Yesterday, in the U.S. District Court for the District of New Jersey, Judge Michael Farbiarz issued a long and thorough opinion in Khalil v. Trump. (A PDF of the opinion, which is 106 pages long in that form, is linked at the bottom of this post.) As you might remember, Mahmoud Khalil is a pro-Palestinian activist and a legal permanent resident in the United States. The Trump Administration has detained him and is trying to deport him on the ground that his protest activity at Columbia University was antisemitic, that it “fostered a hostile environment for Jewish students,” and that Khalil’s continued presence in the United States undermines the policy of the United States to combat antisemitism. Judge Farbiarz’s decision does not resolve the case: it holds, on a preliminary basis, that one aspect of the Trump Administration’s action against Khalil is likely unconstitutional and that another one has not yet been shown to be. So it directs the parties to provide more information.
This case is important for several reasons, some of them about the underlying merits issues (about things like free speech and the status of legal permanent residents) and some of them about enforcement procedures (like the government’s attempt in this case to deny Khalil any opportunity to challenge his detention in court through the artifice of whisking him from jurisdiction to jurisdiction, one step ahead of the lawyers). But this post is not about the parts of the case that make it distinctively important. It’s about two more general points that arise from yesterday’s opinion. The first is about statutory interpretation, and the second is about the practice of writing briefs.
I. On Statutory Interpretation
The ground on which Judge Farbiarz ruled preliminarily in favor of Khalil was a matter of vagueness: the statute that furnishes one of the two grounds under which the government is trying to deport Khalil, the district court held, is probably unconstitutionally vague in violation of the Due Process Clause.[1] The nice thought that Judge Farbiarz offers in the course of his vagueness analysis can be understood as a point about a distinction between originalism and textualism. The thought runs like this: even if a statute’s meaning for some legal purposes is the meaning it had at the time of enactment, the purposes of vagueness doctrine might require that it (also) be measured by its meaning at the time of the conduct alleged to violate the statute. Why? Because vagueness doctrine is, in substantial part, about notice to ordinary people, and we don’t expect ordinary people to know what words in a statute meant at some time in the past if the past meaning differs from the current meaning.
To be sure, the idea that the words of a statute provide notice to ordinary people is a fiction. Ordinary people don’t read statutes much. (In deference to this point, Judge Farbiarz quotes Justice Holmes’s observation that “It is not likely that a criminal will carefully consider the text of the law before he murders or steals.”) But the vagueness idea trades in that fiction—or at least in the idea that people likely to be affected by the law have, or can have, some sense of what it requires. Per Judge Farbiarz, the fiction that people not only know what the statutes say but know how they would have been read differently in the past might be one fiction too many.[2]
II. On Writing Briefs
The opinion also contains an object lesson in what not to do when writing briefs. It is a lesson about the dangers of quoting precedential cases selectively and misleadingly.
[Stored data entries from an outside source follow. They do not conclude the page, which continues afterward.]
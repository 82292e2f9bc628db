//! Background task draining the event bus into the durable log.
//!
//! Persistence is write-behind: the in-memory stores are the source of
//! truth for serving requests, and this task records every published
//! event (plus a dedicated row per price change) for audit and
//! reconciliation. A database failure is logged and never propagates
//! back into the settlement path.

use tokio::sync::broadcast;
use tokio::task::JoinHandle;

use super::postgres::PostgresPersistence;
use crate::domain::{EngineEvent, EventBus};

fn as_db_amount(money: crate::domain::Money) -> i64 {
    i64::try_from(money.get()).unwrap_or(i64::MAX)
}

/// Spawns the event-log writer task.
///
/// The task runs until the event bus is dropped. Individual write
/// failures are logged at `error` and skipped.
pub fn spawn_event_log(persistence: PostgresPersistence, event_bus: &EventBus) -> JoinHandle<()> {
    let mut rx = event_bus.subscribe();
    tokio::spawn(async move {
        loop {
            match rx.recv().await {
                Ok(event) => {
                    write_event(&persistence, &event).await;
                }
                Err(broadcast::error::RecvError::Lagged(n)) => {
                    tracing::warn!(lagged = n, "event log writer lagged behind event bus");
                }
                Err(broadcast::error::RecvError::Closed) => break,
            }
        }
        tracing::info!("event log writer stopped");
    })
}

/// Spawns the daily retention task deleting event rows older than
/// `after_days`. A value of `0` disables cleanup and spawns nothing.
pub fn spawn_retention(
    persistence: PostgresPersistence,
    after_days: u64,
) -> Option<JoinHandle<()>> {
    if after_days == 0 {
        return None;
    }
    Some(tokio::spawn(async move {
        let mut ticker = tokio::time::interval(std::time::Duration::from_secs(24 * 60 * 60));
        loop {
            ticker.tick().await;
            match persistence.delete_old_events(after_days).await {
                Ok(deleted) if deleted > 0 => {
                    tracing::info!(deleted, "event log retention pass");
                }
                Ok(_) => {}
                Err(e) => tracing::error!(error = %e, "event log retention failed"),
            }
        }
    }))
}

async fn write_event(persistence: &PostgresPersistence, event: &EngineEvent) {
    let payload = match serde_json::to_value(event) {
        Ok(value) => value,
        Err(e) => {
            tracing::error!(error = %e, "failed to serialize event for the log");
            return;
        }
    };

    let user_id = event.user_id().map(|u| *u.as_uuid());
    let product_id = event.product_id().map(|p| p.as_str().to_string());
    if let Err(e) = persistence
        .save_event(
            event.event_type_str(),
            user_id,
            product_id.as_deref(),
            &payload,
        )
        .await
    {
        tracing::error!(
            error = %e,
            event_type = event.event_type_str(),
            "failed to persist event"
        );
    }

    if let EngineEvent::PriceChanged {
        product_id,
        product_name,
        old_price,
        new_price,
        changed_by,
        timestamp,
    } = event
        && let Err(e) = persistence
            .save_price_change(
                product_id.as_str(),
                product_name,
                as_db_amount(*old_price),
                as_db_amount(*new_price),
                changed_by,
                *timestamp,
            )
            .await
    {
        tracing::error!(error = %e, "failed to persist price change");
    }
}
In its brief, the government quoted a twenty-one-word clause from the Supreme Court’s 1924 vagueness decision in Mahler v. Eby. Read in isolation, those twenty-one words seem supportive of the government’s argument that the law in Khalil’s case is not vague. But that twenty-one-word clause is part of a sentence, and that sentence follows another sentence, and when the two sentences are read in full, it’s clear that the clause the government quoted does not support the government’s argument.
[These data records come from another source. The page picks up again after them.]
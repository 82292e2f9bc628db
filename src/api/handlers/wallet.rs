//! Wallet balance, deposit, and order handlers.

use axum::extract::{Path, Query, State};
use axum::http::StatusCode;
use axum::response::IntoResponse;
use axum::routing::{get, post};
use axum::{Json, Router};

use crate::api::dto::{DepositRequest, OrderListResponse, UserQuery, WalletResponse};
use crate::app_state::AppState;
use crate::domain::UserId;
use crate::error::{EngineError, ErrorResponse};

/// `GET /wallets/:user_id` — Wallet balance view.
///
/// # Errors
///
/// Returns [`EngineError::WalletNotFound`] if the user has no wallet.
#[utoipa::path(
    get,
    path = "/api/v1/wallets/{user_id}",
    tag = "Wallets",
    summary = "Get wallet balances",
    description = "Returns the user's spendable and reserved balances.",
    params(
        ("user_id" = uuid::Uuid, Path, description = "User UUID"),
    ),
    responses(
        (status = 200, description = "Wallet balances", body = WalletResponse),
        (status = 404, description = "Wallet not found", body = ErrorResponse),
    )
)]
pub async fn get_wallet(
    State(state): State<AppState>,
    Path(user_id): Path<uuid::Uuid>,
) -> Result<impl IntoResponse, EngineError> {
    let user_id = UserId::from_uuid(user_id);
    let wallet = state.autopay.wallet(user_id).await?;
    Ok(Json(WalletResponse::new(user_id, wallet)))
}

/// `POST /wallets/:user_id/deposit` — Credit the spendable balance.
///
/// # Errors
///
/// Returns [`EngineError::InvalidRequest`] for a zero amount.
#[utoipa::path(
    post,
    path = "/api/v1/wallets/{user_id}/deposit",
    tag = "Wallets",
    summary = "Deposit funds",
    description = "Credits the user's spendable balance, creating the wallet on first deposit.",
    params(
        ("user_id" = uuid::Uuid, Path, description = "User UUID"),
    ),
    request_body = DepositRequest,
    responses(
        (status = 201, description = "Wallet after the deposit", body = WalletResponse),
        (status = 400, description = "Invalid amount", body = ErrorResponse),
    )
)]
pub async fn deposit(
    State(state): State<AppState>,
    Path(user_id): Path<uuid::Uuid>,
    Json(req): Json<DepositRequest>,
) -> Result<impl IntoResponse, EngineError> {
    let user_id = UserId::from_uuid(user_id);
    let wallet = state.autopay.deposit(user_id, req.amount).await?;
    Ok((
        StatusCode::CREATED,
        Json(WalletResponse::new(user_id, wallet)),
    ))
}

/// `GET /orders` — Settlement artifacts for one user.
#[utoipa::path(
    get,
    path = "/api/v1/orders",
    tag = "Wallets",
    summary = "List orders",
    description = "Returns the orders emitted by settled monitors, newest first.",
    params(UserQuery),
    responses(
        (status = 200, description = "Emitted orders", body = OrderListResponse),
    )
)]
pub async fn list_orders(
    State(state): State<AppState>,
    Query(query): Query<UserQuery>,
) -> impl IntoResponse {
    let data = state.autopay.list_orders(query.user_id).await;
    let total = data.len();
    Json(OrderListResponse { data, total })
}

/// Wallet and order routes.
pub fn routes() -> Router<AppState> {
    Router::new()
        .route("/wallets/{user_id}", get(get_wallet))
        .route("/wallets/{user_id}/deposit", post(deposit))
        .route("/orders", get(list_orders))
}
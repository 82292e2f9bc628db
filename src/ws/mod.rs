//! WebSocket layer: connection handling, message routing, subscriptions.
//!
//! The WebSocket endpoint at `/ws` streams engine events to clients that
//! subscribe by user id and/or product id (wildcard `"*"` supported).

pub mod connection;
pub mod handler;
pub mod messages;
pub mod subscription;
Judge Farbiarz’s opinion called the government out on this feature of its brief.
It’s impossible to know (based on the papers alone) whether the government’s using the language from Mahler misleadingly was a matter of negligence or a deliberate attempt at deception. But neither answer is good.
The takeaway point, for practitioners and for law students: don’t do that. Really, don’t. Partly you shouldn’t do it just because it’s either negligent (which is bad) or deceitful (which is worse). But also you shouldn’t do it because a good judge will figure out that you did it, and then the judge knows not to trust your brief. To whatever extent the government’s attorneys in the Khalil case now find that they have forfeited the normal presumption in favor of the government’s trustworthiness, (whether called the presumption of regularity or by some other name,) they will be experiencing a problem that they have duly earned.
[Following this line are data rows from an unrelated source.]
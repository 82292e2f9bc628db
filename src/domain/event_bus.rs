//! Broadcast channel for domain events.
//!
//! [`EventBus`] wraps a [`tokio::sync::broadcast`] channel. Every state
//! mutation publishes an [`EngineEvent`] through the bus; WebSocket
//! connections and the persistence event log subscribe to it.

use tokio::sync::broadcast;

use super::EngineEvent;

/// Broadcast bus for [`EngineEvent`]s.
///
/// Backed by a `tokio::broadcast` channel with a configurable capacity
/// (default 10 000). When the ring buffer is full, the oldest events are
/// dropped for lagging receivers.
#[derive(Debug, Clone)]
pub struct EventBus {
    sender: broadcast::Sender<EngineEvent>,
}

impl EventBus {
    /// Creates a new `EventBus` with the given channel capacity.
    #[must_use]
    pub fn new(capacity: usize) -> Self {
        let (sender, _) = broadcast::channel(capacity);
        Self { sender }
    }

    /// Publishes an event to all subscribers.
    ///
    /// Returns the number of receivers that received the event.
    /// If there are no active receivers, the event is silently dropped.
    pub fn publish(&self, event: EngineEvent) -> usize {
        self.sender.send(event).unwrap_or(0)
    }

    /// Creates a new receiver that will receive all future events.
    #[must_use]
    pub fn subscribe(&self) -> broadcast::Receiver<EngineEvent> {
        self.sender.subscribe()
    }

    /// Returns the current number of active receivers.
    #[must_use]
    pub fn receiver_count(&self) -> usize {
        self.sender.receiver_count()
    }
}
impl AutopayService {
    /// Creates a new `AutopayService` over shared domain stores.
    #[must_use]
    pub fn new(
        ledger: Arc<Ledger>,
        registry: Arc<MonitorRegistry>,
        orders: Arc<OrderStore>,
        price_log: Arc<PriceChangeLog>,
        event_bus: EventBus,
    ) -> Self {
        Self {
            ledger,
            registry,
            orders,
            price_log,
            event_bus,
        }
    }

    /// Returns a reference to the inner [`Ledger`].
    #[must_use]
    pub fn ledger(&self) -> &Arc<Ledger> {
        &self.ledger
    }

    /// Returns a reference to the inner [`MonitorRegistry`].
    #[must_use]
    pub fn registry(&self) -> &Arc<MonitorRegistry> {
        &self.registry
    }

    /// Returns a reference to the inner [`EventBus`].
    #[must_use]
    pub fn event_bus(&self) -> &EventBus {
        &self.event_bus
    }

    /// Creates a monitor, reserving `target_price` from the user's wallet.
    ///
    /// Reservation happens first; if it fails, no monitor is created and
    /// no state changes.
    ///
    /// # Errors
    ///
    /// - [`EngineError::InvalidRequest`] on a non-positive target or an
    ///   empty delivery address.
    /// - [`EngineError::WalletNotFound`] if the user has no wallet.
    /// - [`EngineError::InsufficientFunds`] if `available < target_price`.
    pub async fn create_monitor(
        &self,
        user_id: UserId,
        snapshot: ProductSnapshot,
        target_price: Money,
        max_price: Option<Money>,
        delivery_address: String,
    ) -> Result<Monitor, EngineError> {
        if target_price.is_zero() {
            return Err(EngineError::InvalidRequest(
                "target price must be positive".to_string(),
            ));
        }
        if delivery_address.trim().is_empty() {
            return Err(EngineError::InvalidRequest(
                "delivery address is required".to_string(),
            ));
        }

        self.ledger.reserve(user_id, target_price).await?;

        let monitor = Monitor::new(
            user_id,
            snapshot,
            target_price,
            max_price.unwrap_or(target_price),
            delivery_address,
        );
        let created = monitor.clone();

        if let Err(e) = self.registry.insert(monitor).await {
            // Undo the reservation so the wallet invariant holds.
            let _ = self.ledger.release(user_id, target_price).await;
            return Err(e);
        }

        let _ = self.event_bus.publish(EngineEvent::MonitorCreated {
            monitor_id: created.id,
            user_id,
            product_id: created.product_id.clone(),
            target_price,
            timestamp: Utc::now(),
        });

        tracing::info!(
            monitor_id = %created.id,
            %user_id,
            product_id = %created.product_id,
            %target_price,
            "monitor created"
        );
        Ok(created)
    }

    /// Cancels a monitor, releasing its reservation if it was active.
    ///
    /// Cancelling an already-closed monitor is a success no-op.
    ///
    /// # Errors
    ///
    /// - [`EngineError::MonitorNotFound`] if no monitor with the id exists.
    /// - [`EngineError::Forbidden`] if `requesting_user` does not own it.
    pub async fn cancel_monitor(
        &self,
        monitor_id: MonitorId,
        requesting_user: UserId,
    ) -> Result<Monitor, EngineError> {
        let entry = self.registry.get(monitor_id).await?;
        let mut monitor = entry.write().await;

        if monitor.user_id != requesting_user {
            return Err(EngineError::Forbidden(*monitor_id.as_uuid()));
        }

        if monitor.is_active() {
            // Release tolerates a missing wallet: a deleted account must
            // not leave the monitor stuck in `Active`.
            match self.ledger.release(monitor.user_id, monitor.target_price).await {
                Ok(released) => {
                    let _ = self.event_bus.publish(EngineEvent::MonitorCancelled {
                        monitor_id,
                        user_id: monitor.user_id,
                        released,
                        timestamp: Utc::now(),
                    });
                }
                Err(e) => {
                    tracing::warn!(
                        %monitor_id,
                        user_id = %monitor.user_id,
                        error = %e,
                        "cancel: reservation release failed, closing monitor anyway"
                    );
                }
            }
            monitor.mark_cancelled();
            tracing::info!(%monitor_id, user_id = %monitor.user_id, "monitor cancelled");
        }

        Ok(monitor.clone())
    }

    /// Updates a monitor's target price, adjusting the reservation by the
    /// delta. An increase that the wallet cannot cover fails and leaves
    /// target, available, and frozen unchanged.
    ///
    /// # Errors
    ///
    /// - [`EngineError::MonitorNotFound`] / [`EngineError::Forbidden`] as
    ///   for cancellation.
    /// - [`EngineError::InvalidRequest`] on a non-positive target or a
    ///   non-active monitor.
    /// - [`EngineError::InsufficientFunds`] if the increase exceeds the
    ///   spendable balance.
    pub async fn update_target(
        &self,
        monitor_id: MonitorId,
        requesting_user: UserId,
        new_target: Money,
    ) -> Result<Monitor, EngineError> {
        if new_target.is_zero() {
            return Err(EngineError::InvalidRequest(
                "target price must be positive".to_string(),
            ));
        }

        let entry = self.registry.get(monitor_id).await?;
        let mut monitor = entry.write().await;

        if monitor.user_id != requesting_user {
            return Err(EngineError::Forbidden(*monitor_id.as_uuid()));
        }
        if !monitor.is_active() {
            return Err(EngineError::InvalidRequest(
                "only active monitors can be edited".to_string(),
            ));
        }

        let old_target = monitor.target_price;
        let delta = new_target.signed_delta(old_target);
        self.ledger
            .adjust_reservation(monitor.user_id, delta)
            .await?;
        monitor.target_price = new_target;

        let _ = self.event_bus.publish(EngineEvent::TargetUpdated {
            monitor_id,
            user_id: monitor.user_id,
            old_target,
            new_target,
            timestamp: Utc::now(),
        });

        tracing::info!(
            %monitor_id,
            user_id = %monitor.user_id,
            %old_target,
            %new_target,
            "target price updated"
        );
        Ok(monitor.clone())
    }

    /// Deposits spendable funds into the user's wallet, creating it on
    /// first use.
    ///
    /// # Errors
    ///
    /// Returns [`EngineError::InvalidRequest`] on a zero deposit.
    pub async fn deposit(&self, user_id: UserId, amount: Money) -> Result<Wallet, EngineError> {
        let wallet = self.ledger.credit(user_id, amount).await?;
        let _ = self.event_bus.publish(EngineEvent::WalletCredited {
            user_id,
            amount,
            timestamp: Utc::now(),
        });
        Ok(wallet)
    }

    /// Returns the user's wallet balances.
    ///
    /// # Errors
    ///
    /// Returns [`EngineError::WalletNotFound`] if the user has no wallet.
    pub async fn wallet(&self, user_id: UserId) -> Result<Wallet, EngineError> {
        self.ledger.balance(user_id).await
    }

    /// Returns the user's active monitors, newest first.
    pub async fn list_active(&self, user_id: UserId) -> Vec<Monitor> {
        self.registry.list_active(user_id).await
    }

    /// Returns the user's purchased monitors, most recent purchase first.
    pub async fn list_purchased(&self, user_id: UserId) -> Vec<Monitor> {
        self.registry.list_purchased(user_id).await
    }

    /// Returns the user's emitted orders, newest first.
    pub async fn list_orders(&self, user_id: UserId) -> Vec<Order> {
        self.orders.list_for_user(user_id).await
    }

    /// Returns up to `limit` recent price changes, newest first.
    pub async fn recent_price_changes(&self, limit: usize) -> Vec<PriceChangeRecord> {
        self.price_log.recent(limit).await
    }
}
[1] Why? In essence, because the statute authorizes the Secretary of State to remove people whose presence might compromise the “foreign policy” interests of the United States, and the things that the government claims make Khalil deportable do not sound in foreign policy. Creating a hostile environment for Jews is bad, but doing it in New York City is a domestic matter, not a foreign-policy matter. Yes, one can situate it in a foreign-policy context, but if you read “foreign policy” in the statute broadly enough to take in things that happen entirely within the United States and that aren’t about direct dealings with foreign governments, then the “foreign policy” language in the statute isn’t really limiting, and then the statute is terribly vague.
[2] The word “might” in the previous sentence is used advisedly. Judge Farbiarz’s opinion doesn’t purport to resolve this question about statutory interpretation; it just brings the question to the surface before concluding that it need not be resolved in this case.